- Location in Vernon County and the state of Wisconsin.
- Coordinates: 43°35′43″N 90°30′32″W﻿ / ﻿43.59528°N 90.50889°W
- Country: United States
- State: Wisconsin
- County: Vernon

Area
- • Total: 35.8 sq mi (92.6 km^{2})
- • Land: 35.8 sq mi (92.6 km^{2})
- • Water: 0 sq mi (0.0 km^{2})
- Elevation: 1,175 ft (358 m)

Population (2020)
- • Total: 809
- • Density: 22.6/sq mi (8.74/km^{2})
- Time zone: UTC-6 (Central (CST))
- • Summer (DST): UTC-5 (CDT)
- Area code: 608
- FIPS code: 55-81675
- GNIS feature ID: 1584314
- Website: https://www.townofunionvernon.us/

= Union, Vernon County, Wisconsin =

Union is a town in Vernon County, Wisconsin, United States. The population was 809 at the 2020 census. The unincorporated community of White City is located in the town.

==Geography==
According to the United States Census Bureau, the town has a total area of 35.8 square miles (92.6 km^{2}), all land.

==Demographics==
As of the census of 2000, there were 531 people, 165 households, and 131 families residing in the town. The population density was 14.8 people per square mile (5.7/km^{2}). There were 244 housing units at an average density of 6.8 per square mile (2.6/km^{2}). The racial makeup of the town was 99.44% White, 0.19% Native American, 0.19% Asian, and 0.19% from two or more races. Hispanic or Latino of any race were 0.19% of the population.

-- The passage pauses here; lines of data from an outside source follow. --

//! Backoff for re-posting a version after a no-fork conflict.
//!
//! The backend allows a single head per version ladder. When two editors post
//! concurrently, one of them gets a "No fork allowed" rejection and has to
//! re-base onto the new head. [`RetryState`] decides whether another attempt
//! is allowed and how long to wait before it.

use crate::core::client::ClientConfig;
use rand::Rng;
use std::time::Duration;

/// Configuration for no-fork retry behavior.
#[derive(Clone, Debug, PartialEq)]
pub struct RetryConfig {
    /// Total number of post attempts, the first one included.
    pub max_attempts: u32,
    /// Wait before the first retry. Doubles for each further retry.
    pub initial_backoff: Duration,
    /// Relative jitter applied to every wait, `0.25` meaning ±25%.
    pub jitter: f64,
}

impl Default for RetryConfig {
    fn default() -> Self {
        Self {
            max_attempts: 5,
            initial_backoff: Duration::from_millis(250),
            jitter: 0.25,
        }
    }
}

impl RetryConfig {
    #[must_use]
    pub fn new() -> Self {
        Self::default()
    }

    #[must_use]
    pub fn from_client_config(config: &ClientConfig) -> Self {
        Self {
            max_attempts: config.no_fork_max_attempts,
            initial_backoff: Duration::from_millis(config.no_fork_backoff_ms),
            jitter: config.no_fork_jitter,
        }
    }

    #[must_use]
    pub fn with_max_attempts(mut self, max: u32) -> Self {
        self.max_attempts = max;
        self
    }

    #[must_use]
    pub fn with_initial_backoff(mut self, duration: Duration) -> Self {
        self.initial_backoff = duration;
        self
    }

    #[must_use]
    pub fn with_jitter(mut self, jitter: f64) -> Self {
        self.jitter = jitter;
        self
    }
}

#[derive(Debug, Clone, PartialEq)]
pub enum RetryDecision {
    Retry(Duration),
    DontRetry,
}

#[derive(Debug, Clone)]
pub struct RetryState {
    /// Attempts made so far.
    pub attempts: u32,
    pub current_backoff: Duration,
    config: RetryConfig,
}

impl RetryState {
    pub fn new(config: RetryConfig) -> Self {
        Self {
            attempts: 0,
            current_backoff: config.initial_backoff,
            config,
        }
    }

    /// Record one attempt. Call before each post.
    pub fn record_attempt(&mut self) {
        self.attempts += 1;
    }

    /// Decide what to do after the current attempt hit a conflict.
    ///
    /// No wait is scheduled once the attempt budget is spent.
    pub fn on_conflict(&mut self) -> RetryDecision {
        if self.attempts >= self.config.max_attempts {
            return RetryDecision::DontRetry;
        }
        let wait = jittered(self.current_backoff, self.config.jitter);
        self.current_backoff = self.current_backoff.saturating_mul(2);
        RetryDecision::Retry(wait)
    }

    pub fn max_attempts(&self) -> u32 {
        self.config.max_attempts
    }

    pub fn reset(&mut self) {
        self.attempts = 0;
        self.current_backoff = self.config.initial_backoff;
    }
}

fn jittered(base: Duration, jitter: f64) -> Duration {
    if jitter <= 0.0 {
        return base;
    }
    let factor = rand::thread_rng().gen_range((1.0 - jitter)..=(1.0 + jitter));
    base.mul_f64(factor.max(0.0))
}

There were 165 households, out of which 41.2% had children under the age of 18 living with them, 67.9% were married couples living together, 6.1% had a female householder with no husband present, and 20.6% were non-families. 17.0% of all households were made up of individuals, and 10.9% had someone living alone who was 65 years of age or older. The average household size was 3.22 and the average family size was 3.66.

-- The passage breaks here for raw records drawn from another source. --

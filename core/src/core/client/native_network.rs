use crate::core::client::ClientConfig;
use crate::core::error::{AgoraError, Result};
use crate::core::traits::HttpNetwork;
use crate::core::types::{HttpRequest, HttpResponse, Method};
use async_trait::async_trait;
use reqwest::Client;
use std::collections::BTreeMap;
use tracing::trace;

/// [`HttpNetwork`] over a `reqwest` client.
pub struct NativeNetwork {
    client: Client,
}

impl NativeNetwork {
    pub fn new(client: Client) -> Self {
        Self { client }
    }

    /// Build a client with the configured request timeout.
    pub fn from_config(config: &ClientConfig) -> Result<Self> {
        let client = Client::builder()
            .timeout(config.request_timeout())
            .pool_idle_timeout(std::time::Duration::from_secs(90))
            .build()
            .map_err(|e| AgoraError::Config(e.to_string()))?;
        Ok(Self::new(client))
    }

    pub fn client(&self) -> &Client {
        &self.client
    }
}

#[async_trait]
impl HttpNetwork for NativeNetwork {
    async fn send(&self, request: HttpRequest) -> Result<HttpResponse> {
        let method = match request.method {
            Method::Get => reqwest::Method::GET,
            Method::Put => reqwest::Method::PUT,
            Method::Post => reqwest::Method::POST,
            Method::Delete => reqwest::Method::DELETE,
            Method::Options => reqwest::Method::OPTIONS,
        };
        trace!("{} {} {:?}", request.method, request.url, request.params);

        let mut req_builder = self.client.request(method, &request.url);
        if !request.params.is_empty() {
            req_builder = req_builder.query(&request.params);
        }
        for (k, v) in &request.headers {
            req_builder = req_builder.header(k, v);
        }
        if let Some(body) = &request.body {
            req_builder = req_builder.json(body);
        }

        let response = req_builder
            .send()
            .await
            .map_err(|e| AgoraError::Http(e.to_string()))?;

        let status = response.status().as_u16();
        let mut headers = BTreeMap::new();
        for (k, v) in response.headers() {
            if let Ok(val) = v.to_str() {
                headers.insert(k.as_str().to_string(), val.to_string());
            }
        }

        let body = response
            .bytes()
            .await
            .map_err(|e| AgoraError::Http(e.to_string()))?;

        Ok(HttpResponse {
            status,
            headers,
            body,
        })
    }
}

In the town, the population was spread out, with 37.1% under the age of 18, 6.0% from 18 to 24, 24.7% from 25 to 44, 22.6% from 45 to 64, and 9.6% who were 65 years of age or older. The median age was 36 years. For every 100 females, there were 89.6 males. For every 100 females age 18 and over, there were 98.8 males.

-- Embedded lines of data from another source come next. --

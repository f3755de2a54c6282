//! Client-side resource, cache and transaction layer for a versioned REST backend.

pub mod client;
pub mod convert;
pub mod error;
pub mod meta_api;
pub mod traits;
pub mod types;

pub use error::{AgoraError, BackendErrorItem, Result};
pub use types::{Resource, ResourcePath, Sheet};

pub use client::{ClientConfig, HttpCache, HttpService, PushHub, Transaction};
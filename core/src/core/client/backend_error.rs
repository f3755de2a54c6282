//! Normalizing and logging backend error responses.

use crate::core::error::{AgoraError, BackendErrorEnvelope, BackendErrorItem};
use crate::core::types::{BatchItemResponse, HttpResponse};
use serde_json::Value;
use tracing::warn;

fn errors_from_value(body: &Value) -> Vec<BackendErrorItem> {
    serde_json::from_value::<BackendErrorEnvelope>(body.clone())
        .map(|envelope| envelope.errors)
        .unwrap_or_else(|_| vec![BackendErrorItem::unknown()])
}

/// Log a failed response and turn it into [`AgoraError::Backend`].
///
/// Bodies that are not a JSON error envelope (HTML error pages from a 5xx)
/// yield a single `unknown` item. Responses with status 410 are not logged.
pub fn log_backend_error(url: &str, response: &HttpResponse) -> AgoraError {
    let errors = match response.body_json::<Value>() {
        Ok(body) => errors_from_value(&body),
        Err(_) => vec![BackendErrorItem::unknown()],
    };
    if response.status != 410 {
        warn!(
            "http response with error status {} from {}: {}",
            response.status,
            url,
            response.body_str().unwrap_or("<binary>")
        );
    }
    AgoraError::Backend(errors)
}

/// Log a failed batch and turn it into [`AgoraError::Backend`].
///
/// Batch processing stops at the first failing operation, so the error is in
/// the last entry.
pub fn log_backend_batch_error(url: &str, status: u16, responses: &[BatchItemResponse]) -> AgoraError {
    let errors = match responses.last() {
        Some(last) => errors_from_value(&last.body),
        None => vec![BackendErrorItem::unknown()],
    };
    if status != 410 {
        warn!(
            "batch request to {} failed after {} operations: {:?}",
            url,
            responses.len(),
            errors
        );
    }
    AgoraError::Backend(errors)
}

The median income for a household in the town was $35,417, and the median income for a family was $38,571. Males had a median income of $26,389 versus $18,646 for females. The per capita income for the town was $13,501. About 10.0% of families and 18.6% of the population were below the poverty line, including 30.2% of those under age 18 and 6.7% of those age 65 or over.